3 implementation plan
william le roux edited this page 2026-04-01 16:51:37 +03:00

Implementation Plan: Verified Next Work

This file is not a speculative roadmap. It records the next delivery work that is justified by the current repository state and the current repo-truth docs.

What Is Already In Place

The checked-in repo already has:

  • DOCX intake and preflight
  • extraction, translation, QA, and reassembly workflow code
  • TMX export/import review flow
  • glossary and memory APIs
  • project, provider, and policy configuration APIs
  • artifact retention metadata and signed download behavior
  • optional OpenSearch-backed glossary retrieval
  • Celery-based staged async workflow dispatch
  • maintenance execution for retention cleanup, stale-candidate cleanup, review-coverage refresh, and integrity checks
  • job comparison, audit search, and review-coverage reporting
  • authenticated API access with operator/admin role enforcement
  • governance deletion/deactivation controls for artifacts and memory records
  • a session-authenticated Django-template operator console for the core workflow
  • background batch intake through queued submit_batch_item tasks
  • filename-based file history with per-run artifact access and run-to-run comparison
  • startup recovery for stale in_progress jobs
  • an enforced 80% coverage floor for the maintained app surface plus an opt-in live integration smoke harness

Recent Plan Items That Are No Longer Gaps

The older version of this plan treated these as pending work. They are now part of the baseline and should not be planned again unless they need follow-on refinement:

  • API authentication and authorization
  • audit attribution hardening
  • governance deletion controls
  • maintenance task implementation
  • the minimum operator console
  • queued batch intake and monitoring
  • the file-history console and run comparison baseline

Highest-Value Verified Gaps

These are the most important remaining gaps after reviewing Current Product Scope and Runtime Architecture.

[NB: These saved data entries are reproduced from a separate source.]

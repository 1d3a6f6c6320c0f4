//! Password strength sections
//!
//! Each section checks one predicate of the strength score.

mod length;
mod variety;

pub use length::length_section;
pub use variety::{digit_section, lowercase_section, symbol_section, uppercase_section};

/// Result type for section evaluation functions.
/// - `Some(reason)` - Section not satisfied, with reason
/// - `None` - Section satisfied
pub type SectionResult = Option<&'static str>;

1. File Identity And Lineage Contract

The repo now ships a useful file-history console, but it is still a filename-based grouping layered over DocumentVersion, Job, and Artifact rows.

What is missing:

  • an explicit supported identity contract for "the same file across runs" beyond project + source_filename
  • a stronger collision policy than "collapse and warn" when two unrelated files share the same filename inside one project
  • a rename story if the same logical file later arrives under a different filename
  • optional storage provenance capture such as object etag or provider version_id, without making bucket versioning the primary lineage key

2. File-Centric Comparison And Monitoring

The console can already inspect segments, compare runs, and expose final DOCX and TMX artifacts per run. The remaining gap is turning that into a first-class, supportable file-centric contract rather than a helpful operator-only view.

What is missing:

  • file-centric APIs that mirror the /console/files/ lineage and comparison views
  • richer diff filtering and pagination for large TMX-style comparisons
  • a clearer version summary for extracted, translated, review-required, and delivered state across many runs
  • explicit retention and missing-artifact behavior when older versions age out

3. Production Runtime Baseline

The current product and architecture docs still describe a development-first runtime:

  • PostgreSQL is available and now used by the checked-in host-local path, but the production database contract is still thin
  • the web process still runs through Django runserver
  • migrations still run on every web-container start in the checked-in Docker path
  • the repo does not ship a production WSGI/ASGI contract

This is now the biggest gap between the current implementation and a supportable non-dev deployment.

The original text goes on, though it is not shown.